Nunzio a Damasco: Per la Siria è la discesa agli inferi. Bambini come scudi umani

Mons. Mario Zenari, Nunzio in Siria, parla della devastazione umana causata dalla guerra. Il rischio è l'esplosione di un odio fra fazioni che durerà decenni. Leader cristiani, alawiti e sunniti di Homs insieme per il dialogo e la riconciliazione. Rapporto Onu accusa regime e ribelli di torture contro i bambini.

Damasco (AsiaNews) - "In Siria, è iniziata una lenta discesa agli inferi, alle distruzioni materiali si aggiunge la devastazione dei cuori causata da questo conflitto. Le case distrutte, le morti, i feriti si possono quantificare, ma la disintegrazione dell'animo è impossibile da misurare. Il rischio è l'esplosione di un odio latente fra le varie fazioni che potrebbe durare decenni, ma ho ancora fiducia in una pace futura". È quanto racconta ad AsiaNews mons. Mario Zenari,  Nunzio apostolico a Damasco.

Il prelato spiega che l'escalation di violenza riesplosa in questi mesi coinvolge tutti, compresi i bambini. Senza volerlo, essi sono divenuti una parte sostanziale del conflitto. Notizie di massacri, torture e violenze sono rilanciate dai media di tutto il mondo e rischiano una strumentalizzazione da entrambe le parti. Oggi l'Onu ha pubblicato un rapporto dal titolo "Bambini nei conflitti armati" che riporta le testimonianze di alcuni ragazzi di età inferiore ai 9 anni utilizzati come scudi umani dal regime di Bashar al-Assad. Il documento non risparmia critiche anche all'opposizione. I ribelli del Free Siryan Army avrebbero reclutato in questi mesi centinaia di combattenti bambini, fra i 9 e 15 anni.

 "La morte di giovani innocenti - afferma il vescovo - e il loro utilizzo come scudi umani o soldati è un crimine inaccettabile. La comunità internazionale e l'Onu devono fare di tutto per difendere queste vittime innocenti, sfruttate dal regime e dai ribelli". "Purtroppo - aggiunge - alla guerra sul campo di battaglia si affianca un conflitto mediatico dove non si sa più a chi credere".

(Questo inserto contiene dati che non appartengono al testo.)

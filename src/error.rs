//! Error types used by the servicevisor runtime and components.
//!
//! This module defines two main error enums:
//!
//! - [`ServeError`]: errors that end a launch (selection, config, startup, runtime).
//! - [`ComponentError`]: errors raised by a single component constructor or run.
//!
//! Both types provide `as_label` for logging.

use thiserror::Error;

use crate::config::ConfigError;
use crate::coordinator::CoordinatorError;

/// # Errors that terminate a launch.
///
/// Every variant carries enough context (phase and component) to be actionable
/// by the single top-level caller, which logs it and exits.
#[non_exhaustive]
#[derive(Error, Debug)]
pub enum ServeError {
    /// The selection was empty, or nothing was left to launch.
    #[error("no enabled components")]
    NoComponents,

    /// A selected name is not in the registry.
    #[error("unknown component name {name:?}")]
    UnknownComponent {
        /// The offending name, as given by the operator.
        name: String,
    },

    /// The configuration bundle could not be loaded.
    #[error("config error: {0}")]
    Config(#[from] ConfigError),

    /// The embedded coordination backend failed to start.
    #[error("failed to start embedded coordinator: {0}")]
    Coordinator(#[from] CoordinatorError),

    /// A constructor rejected its configuration or failed to allocate resources.
    #[error("failed to construct {component}: {source}")]
    Construct {
        /// Name of the failing component.
        component: String,
        /// Underlying constructor error.
        #[source]
        source: ComponentError,
    },

    /// A running component returned an error; terminal for the whole process.
    #[error("component {component} exited: {source}")]
    Run {
        /// Name of the component whose outcome arrived first.
        component: String,
        /// Error returned by the component's `run`.
        #[source]
        source: ComponentError,
    },
}

impl ServeError {
    /// Returns a short stable label (snake_case) for use in logs.
    ///
    /// # Example
    /// ```
    /// use servicevisor::ServeError;
    ///
    /// let err = ServeError::UnknownComponent { name: "notexist".into() };
    /// assert_eq!(err.as_label(), "serve_unknown_component");
    /// assert_eq!(err.to_string(), r#"unknown component name "notexist""#);
    /// ```
    pub fn as_label(&self) -> &'static str {
        match self {
            ServeError::NoComponents => "serve_no_components",
            ServeError::UnknownComponent { .. } => "serve_unknown_component",
            ServeError::Config(_) => "serve_config",
            ServeError::Coordinator(_) => "serve_coordinator",
            ServeError::Construct { .. } => "serve_construct",
            ServeError::Run { .. } => "serve_run",
        }
    }

    /// Name of the component this error is attributed to, if any.
    pub fn component(&self) -> Option<&str> {
        match self {
            ServeError::Construct { component, .. } | ServeError::Run { component, .. } => {
                Some(component)
            }
            _ => None,
        }
    }
}

/// # Errors produced by a component.
///
/// Returned both by constructors (during the sequential construction phase)
/// and by [`Component::run`](crate::Component::run).
#[non_exhaustive]
#[derive(Error, Debug)]
pub enum ComponentError {
    /// The component's configuration subsection is invalid.
    #[error("invalid configuration: {error}")]
    Config {
        /// What is wrong with the configuration.
        error: String,
    },

    /// An I/O operation failed (binding a port, creating a data directory, ...).
    #[error("{context}: {source}")]
    Io {
        /// What the component was doing.
        context: String,
        /// The underlying I/O error.
        #[source]
        source: std::io::Error,
    },

    /// Component-specific failure.
    #[error("{error}")]
    Failed {
        /// The underlying error message.
        error: String,
    },

    /// The component panicked while running.
    #[error("panicked: {info}")]
    Panicked {
        /// Panic payload, when it was a string.
        info: String,
    },

    /// The component stopped because the root token was cancelled.
    #[error("context cancelled")]
    Canceled,
}

impl ComponentError {
    /// Shorthand for [`ComponentError::Failed`].
    pub fn failed(error: impl Into<String>) -> Self {
        ComponentError::Failed {
            error: error.into(),
        }
    }

    /// Shorthand for [`ComponentError::Config`].
    pub fn config(error: impl Into<String>) -> Self {
        ComponentError::Config {
            error: error.into(),
        }
    }

    /// Shorthand for [`ComponentError::Io`].
    pub fn io(context: impl Into<String>, source: std::io::Error) -> Self {
        ComponentError::Io {
            context: context.into(),
            source,
        }
    }

    /// Returns a short stable label (snake_case) for use in logs.
    ///
    /// # Example
    /// ```
    /// use servicevisor::ComponentError;
    ///
    /// let err = ComponentError::failed("port in use");
    /// assert_eq!(err.as_label(), "component_failed");
    /// assert_eq!(err.to_string(), "port in use");
    /// ```
    pub fn as_label(&self) -> &'static str {
        match self {
            ComponentError::Config { .. } => "component_config",
            ComponentError::Io { .. } => "component_io",
            ComponentError::Failed { .. } => "component_failed",
            ComponentError::Panicked { .. } => "component_panicked",
            ComponentError::Canceled => "component_canceled",
        }
    }

    /// `Canceled` is a graceful stop rather than a failure.
    pub fn is_canceled(&self) -> bool {
        matches!(self, ComponentError::Canceled)
    }
}

#[cfg(test)]
mod tests {
    use super::*;

    #[test]
    fn construct_error_names_the_component() {
        let err = ServeError::Construct {
            component: "gateway".into(),
            source: ComponentError::config("api_exposed_url is empty"),
        };
        assert_eq!(err.component(), Some("gateway"));
        assert_eq!(
            err.to_string(),
            "failed to construct gateway: invalid configuration: api_exposed_url is empty"
        );
    }

    #[test]
    fn no_components_message() {
        assert_eq!(ServeError::NoComponents.to_string(), "no enabled components");
        assert_eq!(ServeError::NoComponents.component(), None);
    }

    #[test]
    fn canceled_is_graceful() {
        assert!(ComponentError::Canceled.is_canceled());
        assert!(!ComponentError::failed("boom").is_canceled());
    }
}
//! # Runtime events emitted by the supervisor and component runners.
//!
//! The [`EventKind`] enum classifies event types across four categories:
//! - **Startup events**: coordinator bootstrap and component construction
//! - **Lifecycle events**: component execution (starting, stopped, failed)
//! - **Shutdown events**: first outcome observed, grace accounting
//! - **Subscriber events**: overflow and panics inside subscriber workers
//!
//! The [`Event`] struct carries additional metadata such as timestamps,
//! component name and reasons.
//!
//! ## Ordering guarantees
//! Each event has a globally unique sequence number (`seq`) that increases monotonically.
//! Use `seq` to restore the exact order when events are delivered out of order.
//!
//! ## Example
//! ```rust
//! use servicevisor::{Event, EventKind};
//!
//! let ev = Event::new(EventKind::ComponentFailed)
//!     .with_component("gateway")
//!     .with_reason("port in use");
//!
//! assert_eq!(ev.kind, EventKind::ComponentFailed);
//! assert_eq!(ev.component.as_deref(), Some("gateway"));
//! assert_eq!(ev.reason.as_deref(), Some("port in use"));
//! ```

use std::sync::Arc;
use std::sync::atomic::{AtomicU64, Ordering as AtomicOrdering};
use std::time::SystemTime;

/// Global sequence counter for event ordering.
static EVENT_SEQ: AtomicU64 = AtomicU64::new(0);

/// Classification of runtime events.
#[derive(Debug, Clone, Copy, PartialEq, Eq)]
pub enum EventKind {
    // === Subscriber events ===
    /// Subscriber panicked during event processing.
    ///
    /// Sets:
    /// - `component`: subscriber name
    /// - `reason`: panic info/message
    SubscriberPanicked,

    /// Subscriber dropped an event (queue full or worker closed).
    ///
    /// Sets:
    /// - `component`: subscriber name
    /// - `reason`: reason string (e.g., "full", "closed")
    SubscriberOverflow,

    // === Startup events ===
    /// The embedded coordination backend is starting.
    ///
    /// Sets:
    /// - `reason`: data directory
    CoordinatorStarting,

    /// A component constructor succeeded.
    ///
    /// Sets:
    /// - `component`: component name
    ComponentConstructed,

    /// A component constructor failed; construction is aborted.
    ///
    /// Sets:
    /// - `component`: component name
    /// - `reason`: constructor error
    ConstructionFailed,

    // === Lifecycle events ===
    /// A component's execution path is starting.
    ///
    /// Sets:
    /// - `component`: component name
    ComponentStarting,

    /// A component returned cleanly or stopped on cancellation.
    ///
    /// Sets:
    /// - `component`: component name
    ComponentStopped,

    /// A component returned an error (or panicked).
    ///
    /// Sets:
    /// - `component`: component name
    /// - `reason`: error message
    ComponentFailed,

    // === Shutdown events ===
    /// First outcome consumed; the root token is being cancelled.
    ///
    /// Sets:
    /// - `component`: component whose outcome arrived first
    ShutdownRequested,

    /// Every remaining execution path stopped within the grace period.
    AllStoppedWithin,

    /// Grace period exceeded; remaining paths are aborted.
    ///
    /// Sets:
    /// - `reason`: number of paths still running
    GraceExceeded,
}

/// Runtime event with optional metadata.
///
/// - `seq`: monotonic global sequence for ordering
/// - `at`: wall-clock timestamp (for logs)
/// - other optional fields are set depending on the [`EventKind`]
#[derive(Clone, Debug)]
pub struct Event {
    /// Globally unique, monotonically increasing sequence number.
    pub seq: u64,
    /// Wall-clock timestamp.
    pub at: SystemTime,
    /// Event classification.
    pub kind: EventKind,
    /// Name of the component (or subscriber), if applicable.
    pub component: Option<Arc<str>>,
    /// Human-readable reason (errors, overflow details, etc.).
    pub reason: Option<Arc<str>>,
}

impl Event {
    /// Creates a new event of the given kind with current timestamp and next sequence number.
    pub fn new(kind: EventKind) -> Self {
        Self {
            seq: EVENT_SEQ.fetch_add(1, AtomicOrdering::Relaxed),
            at: SystemTime::now(),
            kind,
            component: None,
            reason: None,
        }
    }

    /// Attaches a component name.
    #[inline]
    pub fn with_component(mut self, component: impl Into<Arc<str>>) -> Self {
        self.component = Some(component.into());
        self
    }

    /// Attaches a human-readable reason.
    #[inline]
    pub fn with_reason(mut self, reason: impl Into<Arc<str>>) -> Self {
        self.reason = Some(reason.into());
        self
    }

    /// Creates a subscriber overflow event.
    #[inline]
    pub fn subscriber_overflow(subscriber: &'static str, reason: &'static str) -> Self {
        Event::new(EventKind::SubscriberOverflow)
            .with_component(subscriber)
            .with_reason(format!("subscriber={subscriber} reason={reason}"))
    }

    /// Creates a subscriber panic event.
    #[inline]
    pub fn subscriber_panicked(subscriber: &'static str, info: String) -> Self {
        Event::new(EventKind::SubscriberPanicked)
            .with_component(subscriber)
            .with_reason(info)
    }

    #[inline]
    pub fn is_subscriber_overflow(&self) -> bool {
        matches!(self.kind, EventKind::SubscriberOverflow)
    }
}

#[cfg(test)]
mod tests {
    use super::*;

    #[test]
    fn sequence_is_monotonic() {
        let a = Event::new(EventKind::ComponentStarting);
        let b = Event::new(EventKind::ComponentStopped);
        assert!(b.seq > a.seq);
    }

    #[test]
    fn overflow_event_carries_subscriber() {
        let ev = Event::subscriber_overflow("log", "full");
        assert!(ev.is_subscriber_overflow());
        assert_eq!(ev.component.as_deref(), Some("log"));
        assert_eq!(ev.reason.as_deref(), Some("subscriber=log reason=full"));
    }
}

Secondo mons. Zenari vi sono ancora segni di speranza che possono far ripartire dal basso un processo di dialogo e riconciliazione. Il 25 maggio scorso a Homs, una delle città più colpite dal conflitto e dall'odio fra fazioni, è nato la "Mussalaha" (riconciliazione), assemblea per il dialogo interreligioso organizzato da alcuni leader cristiani e promosso anche da sunniti e alawiti.

In questi giorni Mussalaha ha organizzato diversi incontri anche con la società civile e delegati provenienti da Damasco. Finora il gruppo ha concentrato il suo impegno sulla liberazione e il ritrovamento di persone scomparse o rapite, convincendo diverse famiglie e fazioni ad abbandonare le armi per giungere a un accordo pacifico.

"La situazione di guerra non aiuta - spiega il vescovo - ma la nostra speranza è poter allargare queste iniziative a tutte le città della Siria".  Mons. Zenari sottolinea che solo il dialogo può condurre a dei risultati reali. "La comunità internazionale, soprattutto i Paesi cristiani non devono isolare la Siria. Sostenere il muro contro muro fra regime e ribelli è dannoso e contro producente".  (S.C.)